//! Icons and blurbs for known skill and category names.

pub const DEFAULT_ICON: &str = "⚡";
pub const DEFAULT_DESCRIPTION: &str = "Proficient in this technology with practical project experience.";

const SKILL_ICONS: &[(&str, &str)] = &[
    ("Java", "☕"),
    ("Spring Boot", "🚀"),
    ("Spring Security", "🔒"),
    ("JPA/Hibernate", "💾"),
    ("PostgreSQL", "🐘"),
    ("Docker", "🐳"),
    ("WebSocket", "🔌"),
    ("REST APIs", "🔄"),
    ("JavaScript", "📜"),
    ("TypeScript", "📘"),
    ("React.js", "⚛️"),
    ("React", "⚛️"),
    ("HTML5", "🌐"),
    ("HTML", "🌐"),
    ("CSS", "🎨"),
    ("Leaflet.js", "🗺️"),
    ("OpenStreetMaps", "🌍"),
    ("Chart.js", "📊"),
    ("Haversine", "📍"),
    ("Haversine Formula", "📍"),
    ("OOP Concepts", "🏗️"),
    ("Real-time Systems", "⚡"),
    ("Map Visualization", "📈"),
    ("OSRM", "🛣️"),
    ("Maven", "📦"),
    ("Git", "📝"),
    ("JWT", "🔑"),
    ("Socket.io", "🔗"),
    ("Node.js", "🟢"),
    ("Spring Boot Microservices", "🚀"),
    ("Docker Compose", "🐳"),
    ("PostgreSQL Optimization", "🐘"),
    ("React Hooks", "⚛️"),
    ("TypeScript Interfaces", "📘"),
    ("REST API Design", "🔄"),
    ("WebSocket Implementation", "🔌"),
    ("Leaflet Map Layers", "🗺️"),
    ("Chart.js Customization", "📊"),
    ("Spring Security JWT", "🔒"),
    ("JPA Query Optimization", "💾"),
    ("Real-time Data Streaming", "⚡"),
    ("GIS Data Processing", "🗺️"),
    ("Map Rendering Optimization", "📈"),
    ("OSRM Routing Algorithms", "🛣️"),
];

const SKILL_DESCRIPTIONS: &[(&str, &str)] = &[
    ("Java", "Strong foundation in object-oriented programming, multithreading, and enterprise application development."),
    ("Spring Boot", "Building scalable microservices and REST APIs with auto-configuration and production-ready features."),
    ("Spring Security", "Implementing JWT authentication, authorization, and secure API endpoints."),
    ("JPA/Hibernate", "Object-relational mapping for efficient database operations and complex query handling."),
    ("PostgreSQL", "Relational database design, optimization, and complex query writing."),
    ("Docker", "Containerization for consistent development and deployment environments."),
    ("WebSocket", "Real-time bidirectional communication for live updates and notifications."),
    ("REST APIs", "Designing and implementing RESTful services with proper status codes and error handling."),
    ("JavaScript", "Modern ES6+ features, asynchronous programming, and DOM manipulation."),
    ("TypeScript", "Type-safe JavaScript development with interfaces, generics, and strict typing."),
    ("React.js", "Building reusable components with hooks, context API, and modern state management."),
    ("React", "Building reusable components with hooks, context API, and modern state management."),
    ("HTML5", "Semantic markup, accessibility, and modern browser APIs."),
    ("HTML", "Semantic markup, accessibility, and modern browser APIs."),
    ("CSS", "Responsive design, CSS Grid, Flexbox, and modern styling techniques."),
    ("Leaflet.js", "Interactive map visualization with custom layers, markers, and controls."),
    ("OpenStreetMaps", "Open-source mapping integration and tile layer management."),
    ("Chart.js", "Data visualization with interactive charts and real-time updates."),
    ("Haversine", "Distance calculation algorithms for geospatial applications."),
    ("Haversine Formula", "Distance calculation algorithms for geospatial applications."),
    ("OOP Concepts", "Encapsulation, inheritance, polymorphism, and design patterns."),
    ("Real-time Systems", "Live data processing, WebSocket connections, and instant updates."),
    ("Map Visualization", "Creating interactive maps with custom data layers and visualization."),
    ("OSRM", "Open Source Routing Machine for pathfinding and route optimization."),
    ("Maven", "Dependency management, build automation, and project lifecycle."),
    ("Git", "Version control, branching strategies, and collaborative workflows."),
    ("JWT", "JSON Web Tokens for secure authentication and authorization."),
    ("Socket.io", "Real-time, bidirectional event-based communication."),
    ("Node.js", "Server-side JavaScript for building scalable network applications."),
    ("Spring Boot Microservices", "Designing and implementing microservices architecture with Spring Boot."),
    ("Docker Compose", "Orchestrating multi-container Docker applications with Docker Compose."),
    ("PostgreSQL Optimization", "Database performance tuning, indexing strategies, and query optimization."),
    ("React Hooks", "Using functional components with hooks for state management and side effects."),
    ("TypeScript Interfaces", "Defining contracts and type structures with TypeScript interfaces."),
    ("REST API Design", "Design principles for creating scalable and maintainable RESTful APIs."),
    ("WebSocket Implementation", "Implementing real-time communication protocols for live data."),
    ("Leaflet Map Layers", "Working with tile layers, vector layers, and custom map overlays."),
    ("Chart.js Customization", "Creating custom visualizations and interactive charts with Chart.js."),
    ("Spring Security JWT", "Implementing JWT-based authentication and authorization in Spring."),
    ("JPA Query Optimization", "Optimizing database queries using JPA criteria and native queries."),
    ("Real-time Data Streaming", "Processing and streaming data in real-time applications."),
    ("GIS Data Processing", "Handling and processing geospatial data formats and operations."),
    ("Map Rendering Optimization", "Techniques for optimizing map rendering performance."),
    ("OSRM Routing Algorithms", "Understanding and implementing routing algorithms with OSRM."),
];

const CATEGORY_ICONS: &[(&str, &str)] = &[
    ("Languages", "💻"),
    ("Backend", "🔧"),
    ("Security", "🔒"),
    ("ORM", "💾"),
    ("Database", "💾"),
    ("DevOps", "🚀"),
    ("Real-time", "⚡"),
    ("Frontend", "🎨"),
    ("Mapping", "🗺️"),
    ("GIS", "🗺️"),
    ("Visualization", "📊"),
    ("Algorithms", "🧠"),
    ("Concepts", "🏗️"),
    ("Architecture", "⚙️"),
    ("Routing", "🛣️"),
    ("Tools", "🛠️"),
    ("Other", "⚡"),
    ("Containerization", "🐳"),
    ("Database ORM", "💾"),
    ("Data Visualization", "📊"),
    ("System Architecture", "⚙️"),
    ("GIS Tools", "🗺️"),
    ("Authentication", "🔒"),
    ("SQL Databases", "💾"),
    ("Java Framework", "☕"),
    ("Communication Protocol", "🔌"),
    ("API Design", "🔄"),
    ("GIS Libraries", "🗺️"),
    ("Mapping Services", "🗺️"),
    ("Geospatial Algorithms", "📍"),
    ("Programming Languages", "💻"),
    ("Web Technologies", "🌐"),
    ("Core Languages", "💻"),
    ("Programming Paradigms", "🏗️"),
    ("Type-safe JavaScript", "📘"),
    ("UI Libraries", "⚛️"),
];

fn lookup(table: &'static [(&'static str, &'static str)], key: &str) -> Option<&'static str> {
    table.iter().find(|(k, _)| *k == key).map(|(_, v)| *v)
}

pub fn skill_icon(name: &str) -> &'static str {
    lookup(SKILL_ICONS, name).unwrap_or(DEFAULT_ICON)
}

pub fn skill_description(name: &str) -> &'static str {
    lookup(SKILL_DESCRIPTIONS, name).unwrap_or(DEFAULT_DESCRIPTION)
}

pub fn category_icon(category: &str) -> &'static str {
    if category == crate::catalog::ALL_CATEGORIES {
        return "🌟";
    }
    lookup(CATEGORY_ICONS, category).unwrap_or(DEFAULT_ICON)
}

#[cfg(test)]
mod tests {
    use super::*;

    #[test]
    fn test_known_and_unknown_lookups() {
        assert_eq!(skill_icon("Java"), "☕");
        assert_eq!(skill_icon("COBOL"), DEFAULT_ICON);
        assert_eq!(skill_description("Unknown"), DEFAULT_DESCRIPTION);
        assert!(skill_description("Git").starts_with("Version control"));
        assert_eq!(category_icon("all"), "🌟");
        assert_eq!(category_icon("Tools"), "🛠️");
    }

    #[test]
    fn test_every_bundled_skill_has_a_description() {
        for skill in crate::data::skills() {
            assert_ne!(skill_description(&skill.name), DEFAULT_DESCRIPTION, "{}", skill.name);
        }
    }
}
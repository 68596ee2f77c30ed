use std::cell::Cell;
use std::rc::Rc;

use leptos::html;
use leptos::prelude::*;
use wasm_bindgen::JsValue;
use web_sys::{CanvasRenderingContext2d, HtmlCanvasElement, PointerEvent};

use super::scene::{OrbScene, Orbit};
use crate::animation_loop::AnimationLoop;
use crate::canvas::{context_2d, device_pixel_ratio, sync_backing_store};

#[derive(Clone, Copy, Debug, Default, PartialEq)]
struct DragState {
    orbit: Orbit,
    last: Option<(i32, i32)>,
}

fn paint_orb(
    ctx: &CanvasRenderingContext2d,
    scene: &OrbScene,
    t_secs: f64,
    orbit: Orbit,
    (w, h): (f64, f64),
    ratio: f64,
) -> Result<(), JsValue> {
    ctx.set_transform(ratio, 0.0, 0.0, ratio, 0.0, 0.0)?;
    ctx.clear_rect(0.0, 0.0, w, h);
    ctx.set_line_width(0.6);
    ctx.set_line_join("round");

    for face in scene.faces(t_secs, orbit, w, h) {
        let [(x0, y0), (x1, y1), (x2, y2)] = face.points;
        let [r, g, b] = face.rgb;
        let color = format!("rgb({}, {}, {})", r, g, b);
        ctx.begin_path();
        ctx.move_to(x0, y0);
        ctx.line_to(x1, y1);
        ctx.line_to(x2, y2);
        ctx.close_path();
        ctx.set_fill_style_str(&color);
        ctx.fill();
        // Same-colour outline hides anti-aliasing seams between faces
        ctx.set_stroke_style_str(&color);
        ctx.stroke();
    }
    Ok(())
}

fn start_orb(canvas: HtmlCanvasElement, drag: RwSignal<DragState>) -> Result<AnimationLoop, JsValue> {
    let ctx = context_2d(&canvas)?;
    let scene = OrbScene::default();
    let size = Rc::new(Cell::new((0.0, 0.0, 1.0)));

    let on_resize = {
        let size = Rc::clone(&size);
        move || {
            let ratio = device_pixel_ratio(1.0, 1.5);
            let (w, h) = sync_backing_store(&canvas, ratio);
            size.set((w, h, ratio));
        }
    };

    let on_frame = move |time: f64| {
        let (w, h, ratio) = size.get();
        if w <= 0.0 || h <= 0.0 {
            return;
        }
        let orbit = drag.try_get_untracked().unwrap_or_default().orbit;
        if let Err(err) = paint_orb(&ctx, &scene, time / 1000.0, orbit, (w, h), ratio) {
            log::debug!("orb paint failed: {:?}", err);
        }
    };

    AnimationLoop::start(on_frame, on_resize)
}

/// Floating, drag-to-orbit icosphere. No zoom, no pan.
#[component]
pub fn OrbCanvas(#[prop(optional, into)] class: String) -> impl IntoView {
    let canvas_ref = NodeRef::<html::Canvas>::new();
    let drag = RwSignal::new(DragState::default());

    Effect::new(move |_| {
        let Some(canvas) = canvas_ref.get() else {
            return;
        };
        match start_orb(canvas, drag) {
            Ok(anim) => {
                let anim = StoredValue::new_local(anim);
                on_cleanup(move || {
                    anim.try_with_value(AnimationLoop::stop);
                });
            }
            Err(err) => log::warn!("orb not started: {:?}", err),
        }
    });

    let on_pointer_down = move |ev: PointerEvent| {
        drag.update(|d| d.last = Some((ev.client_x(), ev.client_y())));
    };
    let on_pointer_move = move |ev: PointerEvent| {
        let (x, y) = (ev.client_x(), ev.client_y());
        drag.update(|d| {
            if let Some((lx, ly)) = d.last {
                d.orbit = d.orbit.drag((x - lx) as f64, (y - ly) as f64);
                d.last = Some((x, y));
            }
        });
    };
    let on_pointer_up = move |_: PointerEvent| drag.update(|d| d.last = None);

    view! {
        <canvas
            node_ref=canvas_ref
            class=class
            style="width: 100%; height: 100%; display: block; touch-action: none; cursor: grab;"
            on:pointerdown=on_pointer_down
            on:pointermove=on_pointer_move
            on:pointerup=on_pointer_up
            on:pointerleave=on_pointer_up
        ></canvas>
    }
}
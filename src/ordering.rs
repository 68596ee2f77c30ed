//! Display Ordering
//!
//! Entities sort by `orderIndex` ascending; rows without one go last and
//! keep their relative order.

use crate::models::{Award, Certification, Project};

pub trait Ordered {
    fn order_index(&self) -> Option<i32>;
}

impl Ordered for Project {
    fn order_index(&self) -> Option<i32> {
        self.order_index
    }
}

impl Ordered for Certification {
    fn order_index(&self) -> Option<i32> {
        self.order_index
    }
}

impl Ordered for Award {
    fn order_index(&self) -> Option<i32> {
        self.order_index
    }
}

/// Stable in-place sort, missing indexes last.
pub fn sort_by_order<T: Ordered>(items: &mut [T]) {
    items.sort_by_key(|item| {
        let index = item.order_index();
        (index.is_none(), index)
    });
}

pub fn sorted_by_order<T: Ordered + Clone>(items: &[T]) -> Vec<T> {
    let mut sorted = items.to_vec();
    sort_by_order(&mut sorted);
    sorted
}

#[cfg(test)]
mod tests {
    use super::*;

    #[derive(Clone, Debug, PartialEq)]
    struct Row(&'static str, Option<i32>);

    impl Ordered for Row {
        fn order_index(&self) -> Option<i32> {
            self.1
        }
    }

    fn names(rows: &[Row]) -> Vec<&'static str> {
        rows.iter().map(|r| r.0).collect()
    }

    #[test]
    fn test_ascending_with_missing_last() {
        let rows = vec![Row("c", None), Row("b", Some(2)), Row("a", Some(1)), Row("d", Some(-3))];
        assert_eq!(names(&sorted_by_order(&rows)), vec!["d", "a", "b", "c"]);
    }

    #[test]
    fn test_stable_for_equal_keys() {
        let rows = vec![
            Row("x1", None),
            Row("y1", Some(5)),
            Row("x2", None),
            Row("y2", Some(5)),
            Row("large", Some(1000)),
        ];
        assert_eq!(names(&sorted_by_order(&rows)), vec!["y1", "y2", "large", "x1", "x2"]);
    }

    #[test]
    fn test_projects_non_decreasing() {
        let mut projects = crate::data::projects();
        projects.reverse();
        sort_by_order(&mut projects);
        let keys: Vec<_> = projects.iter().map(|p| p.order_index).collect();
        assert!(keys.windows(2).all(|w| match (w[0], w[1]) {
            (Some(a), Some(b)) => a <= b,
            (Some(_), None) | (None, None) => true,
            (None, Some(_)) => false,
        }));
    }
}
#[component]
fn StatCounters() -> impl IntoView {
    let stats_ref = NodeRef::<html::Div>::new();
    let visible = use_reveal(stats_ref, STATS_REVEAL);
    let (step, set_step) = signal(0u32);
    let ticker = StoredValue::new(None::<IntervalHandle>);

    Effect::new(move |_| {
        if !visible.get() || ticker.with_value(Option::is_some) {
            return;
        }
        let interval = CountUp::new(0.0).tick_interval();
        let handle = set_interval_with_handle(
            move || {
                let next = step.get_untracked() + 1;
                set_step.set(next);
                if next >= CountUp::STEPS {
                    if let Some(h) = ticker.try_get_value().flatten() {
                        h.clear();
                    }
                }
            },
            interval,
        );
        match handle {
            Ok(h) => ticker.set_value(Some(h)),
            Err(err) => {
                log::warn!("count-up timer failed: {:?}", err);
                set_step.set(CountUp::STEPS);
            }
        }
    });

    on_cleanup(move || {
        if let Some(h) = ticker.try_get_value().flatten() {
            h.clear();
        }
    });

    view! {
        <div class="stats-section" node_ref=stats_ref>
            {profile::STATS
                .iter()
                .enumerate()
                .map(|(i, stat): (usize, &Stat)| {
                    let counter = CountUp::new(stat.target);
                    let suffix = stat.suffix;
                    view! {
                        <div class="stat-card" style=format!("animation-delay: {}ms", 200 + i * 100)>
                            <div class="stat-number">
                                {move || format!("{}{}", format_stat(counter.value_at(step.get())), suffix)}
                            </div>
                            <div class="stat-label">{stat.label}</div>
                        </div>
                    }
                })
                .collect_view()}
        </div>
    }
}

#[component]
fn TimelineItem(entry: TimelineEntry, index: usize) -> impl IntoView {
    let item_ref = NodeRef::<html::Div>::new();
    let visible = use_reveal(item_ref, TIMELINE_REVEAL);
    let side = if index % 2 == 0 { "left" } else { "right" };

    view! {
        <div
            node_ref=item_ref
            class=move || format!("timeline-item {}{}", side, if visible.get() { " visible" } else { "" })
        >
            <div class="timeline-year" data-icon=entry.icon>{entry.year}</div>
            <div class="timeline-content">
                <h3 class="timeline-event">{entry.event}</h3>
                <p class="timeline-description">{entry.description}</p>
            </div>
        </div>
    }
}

***

[Work to complete]:
What lines of the material above hold the string "operations"? Please copy them.

[Written response]:
    ("JPA/Hibernate", "Object-relational mapping for efficient database operations and complex query handling."),
    ("GIS Data Processing", "Handling and processing geospatial data formats and operations."),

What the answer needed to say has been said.